How this changes by stage

At finding fit: "Good enough" is whatever lets you learn fastest. The launch list is one engineer's vibe and that's appropriate — the cost of getting it wrong is one customer's confusion, easily recovered.

At operating at scale: "Good enough" is the SLA the customer signed. The launch list is governed by change-management policy; "what we're accepting" goes to a CAB review.
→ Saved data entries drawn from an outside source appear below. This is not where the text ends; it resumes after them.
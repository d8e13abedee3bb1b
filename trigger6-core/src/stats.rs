//! Transfer counters shared between the update path and the completion
//! monitor.

use std::sync::atomic::{AtomicU64, Ordering};

use crate::transport::TransferEvent;

/// Lock-free counters updated as frames are dispatched and transfers
/// complete.
#[derive(Debug, Default)]
pub struct TransferStats {
    frames_sent: AtomicU64,
    frames_dropped: AtomicU64,
    transfers_completed: AtomicU64,
    transfers_failed: AtomicU64,
    bytes_completed: AtomicU64,
}

/// Point-in-time copy of [`TransferStats`].
#[derive(Debug, Clone, Copy, PartialEq, Eq, Default)]
pub struct StatsSnapshot {
    pub frames_sent: u64,
    pub frames_dropped: u64,
    pub transfers_completed: u64,
    pub transfers_failed: u64,
    pub bytes_completed: u64,
}

impl TransferStats {
    pub fn new() -> Self {
        Self::default()
    }

    /// A frame update had all of its chunks submitted.
    pub fn record_frame_sent(&self) {
        self.frames_sent.fetch_add(1, Ordering::Relaxed);
    }

    /// A frame update was abandoned before all chunks were submitted.
    pub fn record_frame_dropped(&self) {
        self.frames_dropped.fetch_add(1, Ordering::Relaxed);
    }

    /// Fold one completion event into the counters.
    pub fn record_completion(&self, event: &TransferEvent) {
        if event.is_success() {
            self.transfers_completed.fetch_add(1, Ordering::Relaxed);
            self.bytes_completed
                .fetch_add(event.len as u64, Ordering::Relaxed);
        } else {
            self.transfers_failed.fetch_add(1, Ordering::Relaxed);
        }
    }

    pub fn snapshot(&self) -> StatsSnapshot {
        StatsSnapshot {
            frames_sent: self.frames_sent.load(Ordering::Relaxed),
            frames_dropped: self.frames_dropped.load(Ordering::Relaxed),
            transfers_completed: self.transfers_completed.load(Ordering::Relaxed),
            transfers_failed: self.transfers_failed.load(Ordering::Relaxed),
            bytes_completed: self.bytes_completed.load(Ordering::Relaxed),
        }
    }
}

impl StatsSnapshot {
    /// Transfers that have finished either way.
    pub fn transfers_finished(&self) -> u64 {
        self.transfers_completed + self.transfers_failed
    }
}

impl std::fmt::Display for StatsSnapshot {
    fn fmt(&self, f: &mut std::fmt::Formatter<'_>) -> std::fmt::Result {
        write!(
            f,
            "frames sent={} dropped={}, transfers ok={} failed={}, {} bytes",
            self.frames_sent,
            self.frames_dropped,
            self.transfers_completed,
            self.transfers_failed,
            self.bytes_completed
        )
    }
}
//! Streaming session driver.
//!
//! Attaches the core to an emulated adapter, programs the configured
//! mode and pushes a moving test pattern through it, recording every
//! USB request to the capture writer.

use std::sync::Arc;
use std::sync::atomic::{AtomicBool, Ordering};
use std::time::Duration;

use tokio::io::AsyncWrite;
use tracing::{info, warn};

use trigger6_core::{Device, StatsSnapshot};

use crate::capture::CaptureTransport;
use crate::config::StreamConfig;
use crate::emulator::{EmulatedAdapter, STATUS_CONNECTED};
use crate::pattern::TestPattern;

pub type BoxError = Box<dyn std::error::Error + Send + Sync>;

/// What a finished run sent.
#[derive(Debug, Clone, Copy, PartialEq, Eq)]
pub struct StreamReport {
    /// Frame updates handed to the device, the initial full frame included.
    pub updates: u32,
    pub stats: StatsSnapshot,
}

// ── StreamService ────────────────────────────────────────────────

pub struct StreamService {
    config: StreamConfig,
    running: Arc<AtomicBool>,
}

impl StreamService {
    pub fn new(config: StreamConfig) -> Self {
        Self {
            config,
            running: Arc::new(AtomicBool::new(true)),
        }
    }

    /// Handle that stops the run from another task (e.g. Ctrl-C).
    /// Storing `false` before the run starts still takes effect: only
    /// the initial full frame is sent.
    pub fn stop_handle(&self) -> Arc<AtomicBool> {
        Arc::clone(&self.running)
    }

    /// Stream to the configured capture file.
    pub async fn run(&self) -> Result<StreamReport, BoxError> {
        let path = &self.config.output.capture_path;
        let file = tokio::fs::File::create(path).await?;
        info!("capturing to {}", path.display());
        let (report, _file) = self.run_with(file).await?;
        Ok(report)
    }

    /// Stream to `writer`, handing it back when the capture is complete.
    pub async fn run_with<W>(&self, writer: W) -> Result<(StreamReport, W), BoxError>
    where
        W: AsyncWrite + Unpin + Send + 'static,
    {
        let out = &self.config.output;

        let (transport, capture) = CaptureTransport::new(EmulatedAdapter::default(), writer);
        let transport = Arc::new(transport);
        let mut device = Device::attach(Arc::clone(&transport), self.config.device.clone()).await?;

        let status = device.connector_status().await?;
        if status != STATUS_CONNECTED {
            warn!(status, "no monitor reported; streaming anyway");
        }
        let mode = device.set_mode(out.width, out.height, out.refresh_hz).await?;
        device.enable_output().await?;
        info!(%mode, frames = out.frames, "streaming test pattern");

        let mut pattern = TestPattern::new(u32::from(out.width), u32::from(out.height), out.box_size);
        device
            .notify_damage(pattern.bounds(), &pattern.framebuffer())
            .await?;
        let mut updates = 1;

        let interval = Duration::from_millis(out.frame_interval_ms);
        for _ in 0..out.frames {
            if !self.running.load(Ordering::SeqCst) {
                info!("stop requested");
                break;
            }
            let damage = pattern.advance();
            device.notify_damage(damage, &pattern.framebuffer()).await?;
            updates += 1;
            if !interval.is_zero() {
                tokio::time::sleep(interval).await;
            }
        }

        device.disable_output().await?;
        let stats = device.detach().await;
        info!(updates, %stats, "stream finished");

        // The writer task ends once the last transport handle is gone.
        drop(transport);
        let writer = capture.await??;

        Ok((StreamReport { updates, stats }, writer))
    }
}

// ── Tests ────────────────────────────────────────────────────────

#[cfg(test)]
mod tests {
    use trigger6_core::{HeaderPlacement, ProtocolConfig, SessionParams, VideoFormat};

    use super::*;
    use crate::inspect::inspect;

    fn config(frames: u32) -> StreamConfig {
        let mut config = StreamConfig::default();
        config.output.width = 640;
        config.output.height = 480;
        config.output.frames = frames;
        config.output.frame_interval_ms = 0;
        config
    }

    #[tokio::test]
    async fn legacy_run_is_captured() {
        let service = StreamService::new(config(3));
        let (report, capture) = service.run_with(Vec::new()).await.unwrap();
        assert_eq!(report.updates, 4);
        assert_eq!(report.stats.frames_sent, 4);
        assert_eq!(report.stats.transfers_failed, 0);

        let mut out = Vec::new();
        let summary = inspect(&capture[..], &mut out).await.unwrap();
        assert_eq!(summary.control_reads, 3);
        assert_eq!(summary.control_writes, 3);
        assert_eq!(summary.legacy_updates, 4);
        assert_eq!(summary.bulk_bytes as u64, report.stats.bytes_completed);
        // Full 640x480 frame: 8 + 614400 + 8 bytes in 65536-byte chunks.
        assert!(summary.bulk_transfers >= 10);
    }

    #[tokio::test]
    async fn session_video_run_is_captured() {
        let mut config = config(2);
        config.device.protocol = ProtocolConfig::SessionVideo(SessionParams {
            session_number: 1,
            output_index: 0,
            destination_address: 0,
            frame_type: 0,
            format: VideoFormat::Bgr24,
            header_placement: HeaderPlacement::Inline,
            session_reserved: [0; 8],
            video_reserved: [0; 4],
        });

        let (report, capture) = StreamService::new(config)
            .run_with(Vec::new())
            .await
            .unwrap();
        assert_eq!(report.updates, 3);

        let mut out = Vec::new();
        let summary = inspect(&capture[..], &mut out).await.unwrap();
        assert_eq!(summary.video_updates, 3);
        assert_eq!(summary.legacy_updates, 0);
        let text = String::from_utf8(out).unwrap();
        assert!(text.contains("set resolution 640x480@60"));
    }

    #[tokio::test]
    async fn stop_before_run_sends_only_first_frame() {
        let service = StreamService::new(config(5));
        service.stop_handle().store(false, Ordering::SeqCst);

        let (report, capture) = service.run_with(Vec::new()).await.unwrap();
        assert_eq!(report.updates, 1);
        assert_eq!(report.stats.frames_sent, 1);

        let mut out = Vec::new();
        let summary = inspect(&capture[..], &mut out).await.unwrap();
        assert_eq!(summary.legacy_updates, 1);
        // Output is still switched off on the way out.
        assert_eq!(summary.control_writes, 3);
    }

    #[tokio::test]
    async fn unknown_mode_fails() {
        let mut config = config(1);
        config.output.width = 3840;
        config.output.height = 2160;
        assert!(StreamService::new(config).run_with(Vec::new()).await.is_err());
    }
}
When the bar slips silently

Bars drift quietly. Nobody votes to lower one — it sits a little lower next release than it did the last. Catching the drift before it lands as an incident is this chapter's last move.

Bar drift

The pattern is recognizable once you've lived it. Each release's known-issues list runs a little longer. Each pre-ship conversation runs a little shorter. Each "v1.1 fix" is a little more likely to slip to v2, then quietly to never. By the time anyone notices, the bar is two notches below where it started, and nobody can name when it changed — because no single step felt like one.

The team that used to insist on a dry-run rollback before tagging now tags first and dry-runs after, if there's time. The on-call who used to read the launch list line by line now skims it. Each was a small accommodation, and the accommodations compounded.

The "we always do it this way" trap

When the bar gets challenged, the defense the team reaches for is the one that sounds least like a calibration: "This is how we ship here." That sentence is convention dressed as a standard, and it's the most common way a slipped bar survives a review.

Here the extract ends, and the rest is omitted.